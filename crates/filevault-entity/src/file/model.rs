//! File entity model.

use chrono::{DateTime, Utc};
use serde::{Deserialize, Serialize};
use sqlx::FromRow;

use filevault_core::types::{FileId, OwnerId};

use super::version::FileVersion;

/// A logical file: one per owner and file name.
#[derive(Debug, Clone, PartialEq, Eq, Serialize, Deserialize, FromRow)]
pub struct File {
    /// Unique file identifier.
    pub id: FileId,
    /// The owning user.
    pub owner_id: OwnerId,
    /// The user-chosen file name (including extension).
    pub file_name: String,
    /// When the file was first uploaded.
    pub created_at: DateTime<Utc>,
}

/// A file together with its explicitly loaded versions.
#[derive(Debug, Clone, PartialEq, Eq, Serialize, Deserialize)]
pub struct FileWithVersions {
    /// The file row.
    #[serde(flatten)]
    pub file: File,
    /// All versions, ordered by ascending `version_number`.
    pub versions: Vec<FileVersion>,
}

impl FileWithVersions {
    /// Assemble a file with its versions, sorting them by version number.
    pub fn new(file: File, mut versions: Vec<FileVersion>) -> Self {
        versions.sort_by_key(|v| v.version_number);
        Self { file, versions }
    }

    /// Highest version number, or 0 when the file has no versions yet.
    pub fn latest_version_number(&self) -> i32 {
        self.versions
            .iter()
            .map(|v| v.version_number)
            .max()
            .unwrap_or(0)
    }

    /// The version of this file whose content has the given digest.
    pub fn version_with_digest(&self, digest: &str) -> Option<&FileVersion> {
        self.versions.iter().find(|v| v.content_digest == digest)
    }

    /// All versions flagged current. More than one means a broken ledger.
    pub fn current_versions(&self) -> Vec<&FileVersion> {
        self.versions.iter().filter(|v| v.is_current).collect()
    }
}
//! Newtype wrappers around [`uuid::Uuid`] for the versioning identifiers.
//!
//! Distinct types keep an `OwnerId` from being passed where a `FileId` is
//! expected. With the `sqlx` feature enabled each type also implements
//! `sqlx::Type`, `sqlx::Encode`, and `sqlx::Decode` for PostgreSQL.

use std::fmt;
use std::str::FromStr;

use serde::{Deserialize, Serialize};
use uuid::Uuid;

/// Macro to define a newtype ID wrapper around `Uuid`.
macro_rules! define_id {
    (
        $(#[$meta:meta])*
        $name:ident
    ) => {
        $(#[$meta])*
        #[derive(Debug, Clone, Copy, PartialEq, Eq, Hash, Serialize, Deserialize)]
        #[serde(transparent)]
        pub struct $name(pub Uuid);

        impl $name {
            /// Create a new time-ordered random identifier.
            pub fn new() -> Self {
                Self(Uuid::now_v7())
            }

            /// Create an identifier from an existing UUID.
            pub fn from_uuid(uuid: Uuid) -> Self {
                Self(uuid)
            }

            /// Return the inner UUID value.
            pub fn into_uuid(self) -> Uuid {
                self.0
            }

            /// Return a reference to the inner UUID.
            pub fn as_uuid(&self) -> &Uuid {
                &self.0
            }
        }

        impl Default for $name {
            fn default() -> Self {
                Self::new()
            }
        }

        impl fmt::Display for $name {
            fn fmt(&self, f: &mut fmt::Formatter<'_>) -> fmt::Result {
                write!(f, "{}", self.0)
            }
        }

        impl FromStr for $name {
            type Err = uuid::Error;

            fn from_str(s: &str) -> Result<Self, Self::Err> {
                Uuid::parse_str(s).map(Self)
            }
        }

        impl From<Uuid> for $name {
            fn from(uuid: Uuid) -> Self {
                Self(uuid)
            }
        }

        impl From<$name> for Uuid {
            fn from(id: $name) -> Uuid {
                id.0
            }
        }

        #[cfg(feature = "sqlx")]
        impl sqlx::Type<sqlx::Postgres> for $name {
            fn type_info() -> sqlx::postgres::PgTypeInfo {
                <Uuid as sqlx::Type<sqlx::Postgres>>::type_info()
            }
        }

        #[cfg(feature = "sqlx")]
        impl<'q> sqlx::Encode<'q, sqlx::Postgres> for $name {
            fn encode_by_ref(
                &self,
                buf: &mut <sqlx::Postgres as sqlx::Database>::ArgumentBuffer<'q>,
            ) -> Result<sqlx::encode::IsNull, sqlx::error::BoxDynError> {
                <Uuid as sqlx::Encode<'q, sqlx::Postgres>>::encode_by_ref(&self.0, buf)
            }
        }

        #[cfg(feature = "sqlx")]
        impl<'r> sqlx::Decode<'r, sqlx::Postgres> for $name {
            fn decode(
                value: <sqlx::Postgres as sqlx::Database>::ValueRef<'r>,
            ) -> Result<Self, sqlx::error::BoxDynError> {
                <Uuid as sqlx::Decode<'r, sqlx::Postgres>>::decode(value).map(Self)
            }
        }
    };
}

define_id!(
    /// Identifier of the authenticated user owning a file.
    OwnerId
);

define_id!(
    /// Identifier of a logical file (one per owner and file name).
    FileId
);

define_id!(
    /// Identifier of a single content revision of a file.
    FileVersionId
);
//! File domain entities.

pub mod model;
pub mod version;

pub use model::{File, FileWithVersions};
pub use version::FileVersion;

= = = =

The records above should be copied out again in full, exactly as they appear.

filename crates/filevault-entity/src/file/model.rs
//! File entity model.

use chrono::{DateTime, Utc};
use serde::{Deserialize, Serialize};
use sqlx::FromRow;

use filevault_core::types::{FileId, OwnerId};

use super::version::FileVersion;

/// A logical file: one per owner and file name.
#[derive(Debug, Clone, PartialEq, Eq, Serialize, Deserialize, FromRow)]
pub struct File {
    /// Unique file identifier.
    pub id: FileId,
    /// The owning user.
    pub owner_id: OwnerId,
    /// The user-chosen file name (including extension).
    pub file_name: String,
    /// When the file was first uploaded.
    pub created_at: DateTime<Utc>,
}

/// A file together with its explicitly loaded versions.
#[derive(Debug, Clone, PartialEq, Eq, Serialize, Deserialize)]
pub struct FileWithVersions {
    /// The file row.
    #[serde(flatten)]
    pub file: File,
    /// All versions, ordered by ascending `version_number`.
    pub versions: Vec<FileVersion>,
}

impl FileWithVersions {
    /// Assemble a file with its versions, sorting them by version number.
    pub fn new(file: File, mut versions: Vec<FileVersion>) -> Self {
        versions.sort_by_key(|v| v.version_number);
        Self { file, versions }
    }

    /// Highest version number, or 0 when the file has no versions yet.
    pub fn latest_version_number(&self) -> i32 {
        self.versions
            .iter()
            .map(|v| v.version_number)
            .max()
            .unwrap_or(0)
    }

    /// The version of this file whose content has the given digest.
    pub fn version_with_digest(&self, digest: &str) -> Option<&FileVersion> {
        self.versions.iter().find(|v| v.content_digest == digest)
    }

    /// All versions flagged current. More than one means a broken ledger.
    pub fn current_versions(&self) -> Vec<&FileVersion> {
        self.versions.iter().filter(|v| v.is_current).collect()
    }
}
//! Newtype wrappers around [`uuid::Uuid`] for the versioning identifiers.
//!
//! Distinct types keep an `OwnerId` from being passed where a `FileId` is
//! expected. With the `sqlx` feature enabled each type also implements
//! `sqlx::Type`, `sqlx::Encode`, and `sqlx::Decode` for PostgreSQL.

use std::fmt;
use std::str::FromStr;

use serde::{Deserialize, Serialize};
use uuid::Uuid;

/// Macro to define a newtype ID wrapper around `Uuid`.
macro_rules! define_id {
    (
        $(#[$meta:meta])*
        $name:ident
    ) => {
        $(#[$meta])*
        #[derive(Debug, Clone, Copy, PartialEq, Eq, Hash, Serialize, Deserialize)]
        #[serde(transparent)]
        pub struct $name(pub Uuid);

        impl $name {
            /// Create a new time-ordered random identifier.
            pub fn new() -> Self {
                Self(Uuid::now_v7())
            }

            /// Create an identifier from an existing UUID.
            pub fn from_uuid(uuid: Uuid) -> Self {
                Self(uuid)
            }

            /// Return the inner UUID value.
            pub fn into_uuid(self) -> Uuid {
                self.0
            }

            /// Return a reference to the inner UUID.
            pub fn as_uuid(&self) -> &Uuid {
                &self.0
            }
        }

        impl Default for $name {
            fn default() -> Self {
                Self::new()
            }
        }

        impl fmt::Display for $name {
            fn fmt(&self, f: &mut fmt::Formatter<'_>) -> fmt::Result {
                write!(f, "{}", self.0)
            }
        }

        impl FromStr for $name {
            type Err = uuid::Error;

            fn from_str(s: &str) -> Result<Self, Self::Err> {
                Uuid::parse_str(s).map(Self)
            }
        }

        impl From<Uuid> for $name {
            fn from(uuid: Uuid) -> Self {
                Self(uuid)
            }
        }

        impl From<$name> for Uuid {
            fn from(id: $name) -> Uuid {
                id.0
            }
        }

        #[cfg(feature = "sqlx")]
        impl sqlx::Type<sqlx::Postgres> for $name {
            fn type_info() -> sqlx::postgres::PgTypeInfo {
                <Uuid as sqlx::Type<sqlx::Postgres>>::type_info()
            }
        }

        #[cfg(feature = "sqlx")]
        impl<'q> sqlx::Encode<'q, sqlx::Postgres> for $name {
            fn encode_by_ref(
                &self,
                buf: &mut <sqlx::Postgres as sqlx::Database>::ArgumentBuffer<'q>,
            ) -> Result<sqlx::encode::IsNull, sqlx::error::BoxDynError> {
                <Uuid as sqlx::Encode<'q, sqlx::Postgres>>::encode_by_ref(&self.0, buf)
            }
        }

        #[cfg(feature = "sqlx")]
        impl<'r> sqlx::Decode<'r, sqlx::Postgres> for $name {
            fn decode(
                value: <sqlx::Postgres as sqlx::Database>::ValueRef<'r>,
            ) -> Result<Self, sqlx::error::BoxDynError> {
                <Uuid as sqlx::Decode<'r, sqlx::Postgres>>::decode(value).map(Self)
            }
        }
    };
}

define_id!(
    /// Identifier of the authenticated user owning a file.
    OwnerId
);

define_id!(
    /// Identifier of a logical file (one per owner and file name).
    FileId
);

define_id!(
    /// Identifier of a single content revision of a file.
    FileVersionId
);
//! File domain entities.

pub mod model;
pub mod version;

pub use model::{File, FileWithVersions};
pub use version::FileVersion;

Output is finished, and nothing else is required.